Astrophysics Colloquium

Andrew Collier Cameron

30 Oct 2023
Seminars and colloquia
Time
-
Venue
Dennis Sciama Lecture Theatre
Denys Wilkinson Building, Department of Physics, University of Oxford, Keble Road, Oxford OX1 3RH
Speaker(s)

Andrew Collier Cameron (St Andrews)

Seminar series
Astrophysics colloquia
For more information contact

The Sun as a star seen through planet-hunting instruments

Despite spectacular advances in the stability and precision of radial-velocity
spectrometers over the last 3 decades, the detection threshold for the reflex orbital
motion of planet-host stars has been stalled at around 1 m/s for the last 15 years.

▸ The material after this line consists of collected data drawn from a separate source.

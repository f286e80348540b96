//! Controller-specific error types.
//!
//! Errors are split into two classes. Transient errors are logged and the
//! next checkpoint pass retries. Fatal errors mean the deployment artifact
//! is broken or the control plane cannot hand over the apiserver's
//! credentials; the process exits and the host supervisor restarts it.

use kube::Error as KubeError;
use kubelet_client::KubeletError;
use static_pods::StaticPodError;
use std::path::PathBuf;
use thiserror::Error;

/// Errors that can occur in the checkpoint controller.
#[derive(Debug, Error)]
pub enum ControllerError {
    /// Invalid configuration
    #[error("Invalid configuration: {0}")]
    InvalidConfig(String),

    /// Kubernetes API error
    #[error("Kubernetes error: {0}")]
    Kube(#[from] KubeError),

    /// Kubelet pod listing failed
    #[error("Kubelet error: {0}")]
    Kubelet(#[from] KubeletError),

    /// Embedded manifest template is unusable
    #[error("Manifest template error: {0}")]
    Template(#[source] StaticPodError),

    /// Captured pod could not be rendered into a manifest
    #[error("Failed to render manifest: {0}")]
    Render(#[source] StaticPodError),

    /// Standby manifest could not be written
    #[error("Failed to write standby manifest: {0}")]
    StandbyWrite(#[source] StaticPodError),

    /// Active manifest could not be installed or removed
    #[error("Failed to update active manifest: {0}")]
    ActiveManifest(#[source] StaticPodError),

    /// Snapshot classified as primary-running but no primary pod was found
    #[error("Primary apiserver pod not found in snapshot")]
    PrimaryNotFound,

    /// Captured primary pod has no spec
    #[error("Pod {0} has no spec")]
    MissingPodSpec(String),

    /// Secrets volume does not name a secret
    #[error("Volume {0} references a secret without a name")]
    MissingSecretName(String),

    /// Referenced secret does not exist
    #[error("Secret {namespace}/{name} not found")]
    SecretNotFound {
        /// Secret namespace
        namespace: String,
        /// Secret name
        name: String,
    },

    /// Secret data key cannot be used as a file name
    #[error("Secret key {0:?} is not a valid file name")]
    InvalidSecretKey(String),

    /// TLS material directory could not be created
    #[error("Failed to create secrets directory {}: {source}", .path.display())]
    SecretsDir {
        /// Directory path
        path: PathBuf,
        /// Underlying error
        #[source]
        source: std::io::Error,
    },

    /// TLS material file could not be written
    #[error("Failed to write secret material: {0}")]
    SecretWrite(#[source] StaticPodError),
}

impl ControllerError {
    /// Whether the process must exit instead of retrying on the next pass.
    pub fn is_fatal(&self) -> bool {
        !matches!(
            self,
            Self::Kubelet(_) | Self::ActiveManifest(_) | Self::PrimaryNotFound | Self::MissingPodSpec(_)
        )
    }
}

#[cfg(test)]
mod tests {
    use super::*;

    fn io_error() -> StaticPodError {
        StaticPodError::Io {
            path: PathBuf::from("/etc/kubernetes/manifests/apiserver.json"),
            source: std::io::Error::other("disk full"),
        }
    }

    #[test]
    fn test_transient_errors() {
        assert!(!ControllerError::Kubelet(KubeletError::Api("503".to_string())).is_fatal());
        assert!(!ControllerError::ActiveManifest(io_error()).is_fatal());
        assert!(!ControllerError::PrimaryNotFound.is_fatal());
        assert!(!ControllerError::MissingPodSpec("kube-apiserver-x".to_string()).is_fatal());
    }

    #[test]
    fn test_fatal_errors() {
        assert!(ControllerError::InvalidConfig("bad".to_string()).is_fatal());
        assert!(ControllerError::StandbyWrite(io_error()).is_fatal());
        assert!(ControllerError::SecretWrite(io_error()).is_fatal());
        assert!(ControllerError::InvalidSecretKey("../x".to_string()).is_fatal());
        assert!(
            ControllerError::SecretNotFound {
                namespace: "kube-system".to_string(),
                name: "kube-apiserver".to_string(),
            }
            .is_fatal()
        );
        assert!(
            ControllerError::SecretsDir {
                path: PathBuf::from("/etc/kubernetes/checkpoint-secrets"),
                source: std::io::Error::other("read-only file system"),
            }
            .is_fatal()
        );
    }
}
//! Kubelet read-only API client

use crate::error::KubeletError;
use crate::kubelet_trait::KubeletClientTrait;
use crate::models::{PodList, PodSnapshot};
use reqwest::Client;
use std::time::Duration;
use tracing::debug;

/// Number of response body characters echoed back in decode errors
const BODY_PREVIEW_CHARS: usize = 500;

/// Kubelet pod listing client
#[derive(Debug, Clone)]
pub struct KubeletClient {
    client: Client,
    pods_url: String,
}

impl KubeletClient {
    /// Create a new kubelet client
    ///
    /// # Arguments
    /// * `pods_url` - Full URL of the pod listing endpoint (e.g., "http://127.0.0.1:10255/pods")
    /// * `timeout` - Transport timeout applied to each request. It bounds only
    ///   the pod listing fetch; a reconcile pass as a whole has no deadline.
    pub fn new(pods_url: String, timeout: Duration) -> Result<Self, KubeletError> {
        let client = Client::builder()
            .timeout(timeout)
            .build()
            .map_err(KubeletError::Http)?;

        Ok(Self { client, pods_url })
    }

    /// Get the pod listing URL
    #[must_use]
    pub fn pods_url(&self) -> &str {
        &self.pods_url
    }

    /// Fetch and decode the kubelet's pod list
    pub async fn list_pods(&self) -> Result<PodSnapshot, KubeletError> {
        debug!("GET {}", self.pods_url);

        let response = self
            .client
            .get(&self.pods_url)
            .header("Accept", "application/json")
            .send()
            .await
            .map_err(KubeletError::Http)?;

        let status = response.status();
        if !status.is_success() {
            let body = response.text().await.unwrap_or_default();
            return Err(KubeletError::Api(format!(
                "GET {} failed: {} - {}",
                self.pods_url, status, body
            )));
        }

        let response_text = response.text().await?;
        let list: PodList = serde_json::from_str(&response_text).map_err(|e| {
            KubeletError::Decode(format!(
                "{} - Response (first {} chars): {}",
                e,
                BODY_PREVIEW_CHARS,
                response_text.chars().take(BODY_PREVIEW_CHARS).collect::<String>()
            ))
        })?;

        let snapshot = PodSnapshot::from(list);
        debug!("Kubelet reported {} pods", snapshot.len());
        Ok(snapshot)
    }
}

#[async_trait::async_trait]
impl KubeletClientTrait for KubeletClient {
    fn pods_url(&self) -> &str {
        KubeletClient::pods_url(self)
    }

    async fn list_pods(&self) -> Result<PodSnapshot, KubeletError> {
        KubeletClient::list_pods(self).await
    }
}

This is an order of magnitude greater than is needed for determining the masses
of Earth analogues around solar-type stars. The culprit is stellar activity, whose
forms range from p-modes and photospheric granulation to Doppler-shifted flux
perturbations by dark spots and bright faculae, to localised magnetic suppression of
convective flows at different depths in the photosphere.

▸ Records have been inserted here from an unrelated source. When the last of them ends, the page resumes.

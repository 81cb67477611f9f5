//! PostgREST client for the hosted database.

use api_types::{
    ErrorBody, Query, Resource,
    views::{self, CategorySummary, MonthlySummary, RecentTransaction, SpendingSummaryParams, SpendingSummaryRow},
};
use engine::{Gateway, GatewayError, GatewayResult};
use reqwest::{Method, RequestBuilder, StatusCode, Url, header};
use serde::de::DeserializeOwned;

use crate::error::{AppError, Result};

const SINGLE_OBJECT: &str = "application/vnd.pgrst.object+json";
const RETURN_REPRESENTATION: &str = "return=representation";
/// PostgREST code for a single-object read that matched no rows.
const NO_ROWS: &str = "PGRST116";

#[derive(Debug, Clone)]
pub struct SupabaseClient {
    base_url: Url,
    anon_key: String,
    http: reqwest::Client,
}

impl SupabaseClient {
    pub fn new(base_url: &str, anon_key: &str) -> Result<Self> {
        let mut base_url = Url::parse(base_url).map_err(|err| AppError::Setting {
            key: "supabase_url",
            message: err.to_string(),
        })?;
        if !base_url.path().ends_with('/') {
            let path = format!("{}/", base_url.path());
            base_url.set_path(&path);
        }
        Ok(Self {
            base_url,
            anon_key: anon_key.to_string(),
            http: reqwest::Client::builder()
                .user_agent(concat!("spendboard_tui/", env!("CARGO_PKG_VERSION")))
                .build()?,
        })
    }

    fn request(&self, method: Method, path: &str) -> GatewayResult<RequestBuilder> {
        let endpoint = self
            .base_url
            .join(&format!("rest/v1/{path}"))
            .map_err(|err| GatewayError::Transport(format!("invalid url: {err}")))?;
        Ok(self
            .http
            .request(method, endpoint)
            .header("apikey", &self.anon_key)
            .bearer_auth(&self.anon_key))
    }

    fn single(&self, method: Method, table: &str, id: &str) -> GatewayResult<RequestBuilder> {
        Ok(self
            .request(method, table)?
            .query(&[("id", format!("eq.{id}"))])
            .header(header::ACCEPT, SINGLE_OBJECT))
    }

    async fn read<T: DeserializeOwned>(&self, request: RequestBuilder) -> GatewayResult<T> {
        let body = self.execute(request).await?;
        serde_json::from_str(&body).map_err(|err| GatewayError::Decode(err.to_string()))
    }

    async fn execute(&self, request: RequestBuilder) -> GatewayResult<String> {
        let res = request
            .send()
            .await
            .map_err(|err| GatewayError::Transport(err.to_string()))?;
        let status = res.status();
        let body = res
            .text()
            .await
            .map_err(|err| GatewayError::Transport(err.to_string()))?;
        tracing::debug!(status = status.as_u16(), bytes = body.len(), "response");

        if status.is_success() {
            return Ok(body);
        }
        Err(error_for(status, &body))
    }
}

fn error_for(status: StatusCode, body: &str) -> GatewayError {
    let parsed: ErrorBody = serde_json::from_str(body).unwrap_or_default();
    if parsed.code.as_deref() == Some(NO_ROWS) {
        return GatewayError::NotFound;
    }
    let message = parsed.into_message().unwrap_or_else(|| {
        status
            .canonical_reason()
            .map(str::to_string)
            .unwrap_or_else(|| format!("HTTP {}", status.as_u16()))
    });
    GatewayError::Api {
        status: status.as_u16(),
        message,
    }
}

impl Gateway for SupabaseClient {
    async fn list<R: Resource>(&self, query: &Query) -> GatewayResult<Vec<R::Row>> {
        tracing::debug!(table = R::TABLE, "list");
        let request = self
            .request(Method::GET, R::TABLE)?
            .query(&[("select", R::SELECT)])
            .query(&query.to_params());
        self.read(request).await
    }

    async fn get<R: Resource>(&self, id: &str) -> GatewayResult<R::Row> {
        tracing::debug!(table = R::TABLE, id, "get");
        let request = self
            .single(Method::GET, R::TABLE, id)?
            .query(&[("select", R::SELECT)]);
        self.read(request).await
    }

    async fn create<R: Resource>(&self, row: &R::Insert) -> GatewayResult<R::Row> {
        tracing::debug!(table = R::TABLE, "create");
        let request = self
            .request(Method::POST, R::TABLE)?
            .query(&[("select", R::SELECT)])
            .header("Prefer", RETURN_REPRESENTATION)
            .header(header::ACCEPT, SINGLE_OBJECT)
            .json(row);
        self.read(request).await
    }

    async fn update<R: Resource>(&self, id: &str, patch: &R::Update) -> GatewayResult<R::Row> {
        tracing::debug!(table = R::TABLE, id, "update");
        let request = self
            .single(Method::PATCH, R::TABLE, id)?
            .query(&[("select", R::SELECT)])
            .header("Prefer", RETURN_REPRESENTATION)
            .json(patch);
        self.read(request).await
    }

    async fn delete<R: Resource>(&self, id: &str) -> GatewayResult<()> {
        tracing::debug!(table = R::TABLE, id, "delete");
        let request = self
            .request(Method::DELETE, R::TABLE)?
            .query(&[("id", format!("eq.{id}"))]);
        self.execute(request).await.map(|_| ())
    }

    async fn expense_summary_by_category(&self) -> GatewayResult<Vec<CategorySummary>> {
        let request = self
            .request(Method::GET, views::EXPENSE_SUMMARY_BY_CATEGORY)?
            .query(&[("select", "*")]);
        self.read(request).await
    }

    async fn recent_transactions_detailed(&self, limit: u64) -> GatewayResult<Vec<RecentTransaction>> {
        let request = self
            .request(Method::GET, views::RECENT_TRANSACTIONS_DETAILED)?
            .query(&[("select", "*".to_string()), ("limit", limit.to_string())]);
        self.read(request).await
    }

    async fn monthly_financial_summary(&self) -> GatewayResult<Vec<MonthlySummary>> {
        let request = self
            .request(Method::GET, views::MONTHLY_FINANCIAL_SUMMARY)?
            .query(&[("select", "*")]);
        self.read(request).await
    }

    async fn spending_summary(&self, params: &SpendingSummaryParams) -> GatewayResult<Vec<SpendingSummaryRow>> {
        let request = self
            .request(Method::POST, &format!("rpc/{}", views::GET_SPENDING_SUMMARY))?
            .json(params);
        self.read(request).await
    }
}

A small, purpose-built solar telescope has been feeding integrated sunlight into
the HARPS-N radial-velocity spectrometer every clear day since July 2015. I will review a
selection of the ongoing investigations that are using these Sun-as-a-star data to
develop both data-driven and physics-based methods for separating the effects of
stellar photospheric physics from true dynamical Doppler shifts.